От беспечности, задора, раскованности мы иногда хулиганили: в афише «10 дней…» значилось: «Народное представление в двух частях, с пантомимой, цирком, буффонадой, стрельбой по Джону Риду». Потом эту «ошибку», к сожалению, исправили и в дальнейшем уже печатали: «…стрельбой, по мотивам книги Джона Рида».
После однообразия театра 50-х годов этот спектакль попервоначалу воспринимался как эпатаж. Говорили о подражании Мейерхольду, «синей блузе», театрам 20-х годов. Мы же искали себя…
В эти годы постепенно вырабатывалась стилистика «Таганки»: резкость, эмоциональная обнаженность, крик как крайняя точка самовыявления, максимальный контакт со зрителем, открытость. Так играли и Губенко, и Славина, и Золотухин, и Эйбоженко, и Любшин. Все эти черты были также и в характере Высоцкого того времени. Но не было роли, чтобы все это воплотилось полностью. Тогда же, после какого-то вечернего спектакля, Высоцкий устроил для нас концерт и исполнял все свои песни часа два-три. Во время этого концерта я впервые почувствовала, что ему тесно в маленьких ролях, которые он тогда играл в театре, и что мощь его энергии направит на поиски своего пути. Я сейчас думаю: когда же Володя рванул резко вперед и стал тем Высоцким, которого знает и любит вся страна? Внешнего скачка не было, но я знаю точно, что не было и спадов. Был только подъем, вначале медленный. Когда в спектакле «Пристегните ремни» по проходу шел военный человек, под плащом у которого был не автомат, а гитара, и пел «Мы вращаем землю», вряд ли кто из зрителей отмечал, что эту песню Высоцкий написал специально для этого спектакля и что в этом маленьком эпизоде занят такого огромного масштаба артист.

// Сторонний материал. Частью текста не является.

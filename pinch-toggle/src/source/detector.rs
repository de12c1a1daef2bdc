//! Detector subprocess backend.
//!
//! Runs an external hand-landmark program (camera capture + model), hands
//! it the detection thresholds on its command line, waits for a `READY`
//! line, then reads JSON Lines frames from its stdout.  The child owns the
//! camera; when it exits the stream ends.

use std::io::{BufRead, BufReader};
use std::process::{Child, ChildStdout, Command, Stdio};

use anyhow::Context;
use tracing::{debug, info, warn};

use super::{DetectorConfig, Frame, FrameError, JsonLinesSource, LandmarkSource};

/// Handshake line the detector prints once its model is loaded.
pub const READY_LINE: &str = "READY";

pub struct DetectorProcess {
    child: Child,
    frames: JsonLinesSource<BufReader<ChildStdout>>,
}

impl DetectorProcess {
    /// Spawn `program args… --min-detection-confidence X --min-tracking-confidence Y`
    /// and wait for its handshake.
    pub fn spawn(program: &str, args: &[String], config: &DetectorConfig) -> anyhow::Result<Self> {
        info!("Starting landmark detector: {} {}", program, args.join(" "));

        let mut child = Command::new(program)
            .args(args)
            .args(config.to_args())
            .stdin(Stdio::null())
            .stdout(Stdio::piped())
            .stderr(Stdio::inherit())
            .spawn()
            .with_context(|| format!("failed to start detector {program}"))?;

        let stdout = child
            .stdout
            .take()
            .context("detector stdout was not captured")?;
        let mut reader = BufReader::new(stdout);

        if let Err(e) = wait_ready(&mut reader) {
            let _ = child.kill();
            let _ = child.wait();
            return Err(e.into());
        }
        info!("Landmark detector ready (pid {})", child.id());

        Ok(Self {
            child,
            frames: JsonLinesSource::new(reader, "detector"),
        })
    }
}

/// Read the first line and require it to be the handshake.
fn wait_ready<R: BufRead>(reader: &mut R) -> Result<(), FrameError> {
    let mut line = String::new();
    if reader.read_line(&mut line)? == 0 {
        return Err(FrameError::Handshake(
            "detector exited before signalling ready".to_string(),
        ));
    }
    if line.trim() != READY_LINE {
        return Err(FrameError::Handshake(format!(
            "expected {READY_LINE:?}, got {:?}",
            line.trim()
        )));
    }
    Ok(())
}

impl LandmarkSource for DetectorProcess {
    fn name(&self) -> &'static str {
        "detector"
    }

    fn next_frame(&mut self) -> Result<Option<Frame>, FrameError> {
        let frame = self.frames.next_frame()?;
        if frame.is_none() {
            match self.child.try_wait() {
                Ok(Some(status)) => info!("Landmark detector exited: {}", status),
                Ok(None) => debug!("Landmark detector closed stdout"),
                Err(e) => warn!("Could not query detector status: {}", e),
            }
        }
        Ok(frame)
    }
}

impl Drop for DetectorProcess {
    fn drop(&mut self) {
        if let Ok(None) = self.child.try_wait() {
            debug!("Stopping landmark detector (pid {})", self.child.id());
            let _ = self.child.kill();
        }
        let _ = self.child.wait();
    }
}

В 1967 году на «Таганке» вышли две премьеры: два поэтических спектакля — «Послушайте!» и есенинский «Пугачев».
Как и пушкинскому «Борису Годунову», есенинскому «Пугачеву» не везло на русской сцене. И там и тут существовали ножницы для исполнителей: если идти по ритму и мелодике стиха — не успеваешь проигрывать чувства; если играешь чувство — ломается поэтическая строчка. «Пугачева» пытался ставить Мейерхольд, просил Есенина кое-что переделать по тексту. Но Есенин полагал, что любое насилие над текстом разрушит единое дыхание поэмы, и не соглашался.